Mein Lachen ist echt und es tut gut. Es ist warm und irgendwie gefährlich. Als ich mich beruhigt habe, deute ich auf eine Dose mit einem Blauton.
»Wenn es Hoffnung ausstrahlen soll, dann musst du das hier nehmen.«
Lila wirft mir nach dem Lachflash einen Blick zu, der sagt, „Du verarschst mich doch“.
»Das ist … arktisches Licht«, liest sie vor und beugt sich näher an die Farbdose.
»Genau. Und arktisches Licht klingt hoffnungsvoll«, erwidere ich und meine es auch so.
»Das ergibt doch gar keinen Sinn.« Lila schnaubt.
»Aber das ist es doch, denn das tut Hoffnung nun mal selten.«
Sie sieht mich an. Nein, eigentlich starrt sie mich an. Viel zu lange halten wir den Blickkontakt. Viel zu viel ist darin zu lesen. Bei ihr und bei mir sicher auch.
Also räuspere ich mich, sehe weg und greife schnell nach der Farbdose, die sie in der Hand hatte, als ich zu ihr kam.
»Das Blau hier wirkt wie Schneefall kurz bevor die Sonne aufgeht.«
Sie neigt den Kopf und betrachtet die abgebildete Farbe auf der Dose.
»Das ergibt immerhin Sinn.«
»Danke.« Ich deute eine Verbeugung an und weiß nicht mal, wieso ich so albern bin.
Schweigen senkt sich über uns, als wir weiter vor dem Farbregal stehen und die blauen Farbtöne studieren. Ich weiß nicht, ob ich noch mal in Lachen ausbrechen sollte oder lieber aus dem Laden renne, bevor das, was ich fühle, wieder zu viel wird.
»Viel los?«, fragt sie mich plötzlich, und ich brauche einen Moment, um zu reagieren.
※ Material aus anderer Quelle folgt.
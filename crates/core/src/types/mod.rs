//! Core types for Nexora.
//!
//! This module provides type-safe wrappers for common domain concepts.

pub mod email;
pub mod id;
pub mod price;
pub mod purchaser;
pub mod status;

pub use email::{Email, EmailError};
pub use id::*;
pub use price::Price;
pub use purchaser::{GuestContact, Purchaser};
pub use status::*;
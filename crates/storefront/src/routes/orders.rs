//! Order route handlers for signed-in customers.

use axum::{
    Json,
    extract::{Path, Query, State},
    http::StatusCode,
};
use serde::{Deserialize, Serialize};

use nexora_core::{AddressId, OrderId};

use crate::error::{AppError, add_breadcrumb};
use crate::middleware::RequireAuth;
use crate::models::{Order, OrderDetail, OrderListEntry};
use crate::routes::{PageQuery, Paginated};
use crate::state::AppState;

const DEFAULT_LIMIT: i64 = 10;

/// Checkout request: the cart is taken from the server side.
#[derive(Debug, Deserialize)]
pub struct CheckoutRequest {
    pub address_id: AddressId,
    #[serde(default)]
    pub notes: String,
}

#[derive(Debug, Serialize)]
pub struct OrderList {
    pub orders: Vec<OrderListEntry>,
}

/// GET /api/orders
pub async fn index(
    State(state): State<AppState>,
    RequireAuth(identity): RequireAuth,
    Query(query): Query<PageQuery>,
) -> Result<Json<Paginated<OrderList>>, AppError> {
    let page = query.page(DEFAULT_LIMIT);
    let (orders, total) = state.orders().list_for(identity.user_id, page).await?;
    Ok(Json(Paginated::new(OrderList { orders }, total, page)))
}

/// POST /api/orders
pub async fn create(
    State(state): State<AppState>,
    RequireAuth(identity): RequireAuth,
    Json(request): Json<CheckoutRequest>,
) -> Result<(StatusCode, Json<OrderDetail>), AppError> {
    add_breadcrumb("checkout", "Placing order from cart", None);

    let detail = state
        .orders()
        .place_order(&identity, request.address_id, request.notes.trim())
        .await?;

    Ok((StatusCode::CREATED, Json(detail)))
}

/// GET /api/orders/{id}
///
/// Owner or admin; anyone else gets 404.
pub async fn show(
    State(state): State<AppState>,
    RequireAuth(identity): RequireAuth,
    Path(id): Path<OrderId>,
) -> Result<Json<OrderDetail>, AppError> {
    Ok(Json(state.orders().detail_for(id, &identity).await?))
}

/// POST /api/orders/{id}/cancel
pub async fn cancel(
    State(state): State<AppState>,
    RequireAuth(identity): RequireAuth,
    Path(id): Path<OrderId>,
) -> Result<Json<Order>, AppError> {
    add_breadcrumb("order", "Cancelling order", Some(&[("order_id", id.to_string().as_str())]));
    Ok(Json(state.orders().cancel(id, &identity).await?))
}
//! Catalog helpers: slugs and the cached category list.

use std::sync::{Arc, LazyLock};
use std::time::Duration;

use moka::future::Cache;
use regex::Regex;
use sqlx::PgPool;
use tracing::{debug, instrument};

use crate::db::{CategoryRepository, RepositoryError};
use crate::models::Category;

/// Runs of anything that is not a lowercase letter or digit.
static NON_SLUG_RE: LazyLock<Regex> =
    LazyLock::new(|| Regex::new(r"[^a-z0-9]+").expect("Invalid regex"));

/// URL-safe slug: lowercase ASCII alphanumerics joined by single hyphens.
///
/// Returns an empty string when `name` has no usable characters.
#[must_use]
pub fn slugify(name: &str) -> String {
    let lower = name.trim().to_lowercase();
    NON_SLUG_RE
        .replace_all(&lower, "-")
        .trim_matches('-')
        .to_owned()
}

/// In-process cache of the category list.
///
/// Every category write must call [`CategoryCache::invalidate`].
#[derive(Clone)]
pub struct CategoryCache {
    cache: Cache<(), Arc<Vec<Category>>>,
}

impl CategoryCache {
    #[must_use]
    pub fn new(ttl: Duration) -> Self {
        Self {
            cache: Cache::builder().max_capacity(1).time_to_live(ttl).build(),
        }
    }

    /// Cached list, loading from the database on a miss.
    ///
    /// # Errors
    ///
    /// Returns `RepositoryError::Database` if loading fails.
    #[instrument(skip(self, pool))]
    pub async fn list(&self, pool: &PgPool) -> Result<Arc<Vec<Category>>, RepositoryError> {
        if let Some(categories) = self.cache.get(&()).await {
            debug!("category cache hit");
            return Ok(categories);
        }

        let categories = Arc::new(CategoryRepository::new(pool).list().await?);
        self.cache.insert((), Arc::clone(&categories)).await;
        Ok(categories)
    }

    pub async fn invalidate(&self) {
        self.cache.invalidate(&()).await;
    }
}

impl Default for CategoryCache {
    fn default() -> Self {
        Self::new(Duration::from_secs(300))
    }
}

#[cfg(test)]
mod tests {
    use super::*;

    #[test]
    fn test_slugify_basic() {
        assert_eq!(slugify("Men's T-Shirts"), "men-s-t-shirts");
        assert_eq!(slugify("  Home & Living  "), "home-living");
    }

    #[test]
    fn test_slugify_collapses_separators() {
        assert_eq!(slugify("a -- b__c"), "a-b-c");
    }

    #[test]
    fn test_slugify_drops_non_ascii() {
        assert_eq!(slugify("Café Crème"), "caf-cr-me");
        assert_eq!(slugify("!!!"), "");
    }

    #[tokio::test]
    async fn test_cache_starts_empty_and_invalidates() {
        let cache = CategoryCache::default();
        assert!(cache.cache.get(&()).await.is_none());
        cache.cache.insert((), Arc::new(Vec::new())).await;
        assert!(cache.cache.get(&()).await.is_some());
        cache.invalidate().await;
        assert!(cache.cache.get(&()).await.is_none());
    }
}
»Ja«, sage ich schließlich. »Wie immer im Dezember. Tagsüber die Arbeit, abends das Festival. Am Anfang und um die Feiertage herum ist am meisten los.« Ich deute auf die Kiste. »Und dieses Jahr ist der Wurm drin. Ich bin schon wieder auf dem Platz und nicht in der Werkstatt.« Keine Ahnung, wieso ich ihr das erzähle. »Gut, dass ich jeden Tag prüfe, ob alles hält.«
»Tut es«, meint sie, und ich runzele die Stirn. »Weil du alles hältst.«
Das erwischt mich eiskalt. Ich blinzle. Schlucke. Das hat sie nicht … doch. Sie hat es gesagt. Eindeutig.
»Tue ich nicht. Nur das, was sonst zusammenbricht.«
Unsere Blicke verhaken sich. Es ist unfair, weil sie keine Ahnung hat, wie sehr mich ihre Aussage gerade trifft.
»Ich weiß.« Ihre Worte sind leise und ich muss tief einatmen. Sehr tief. Wenn ich nicht das Thema wechsle, dann ..
»Brauchst du noch mehr Farbe?«, frage ich abrupt.
»Ja, Gold. Aber es muss warm sein und auf keinen Fall kitschig.« Beim letzten Teil des Satzes ahmt sie den Tonfall ihrer Mom nach. Trifft ihn so perfekt, dass ich grinse.
»Keine Sorge, dafür habe ich ein Auge.«
Sie hebt eine Augenbraue und es ist wieder leichter zwischen uns.
»Du? Für Gold? Ausgerechnet?«
»Klar.« Ich straffe meine Schultern. »Immerhin bin ich Schreiner. Das steht für Geschmack und ein gutes Auge für Stil.«
Sie lächelt. Dieses Mal schon viel breiter als die Male zuvor. »Das hast du damals schon immer behauptet.«
Damals. Kurz sticht es. Aber ich will mich davon nicht beeinflussen lassen.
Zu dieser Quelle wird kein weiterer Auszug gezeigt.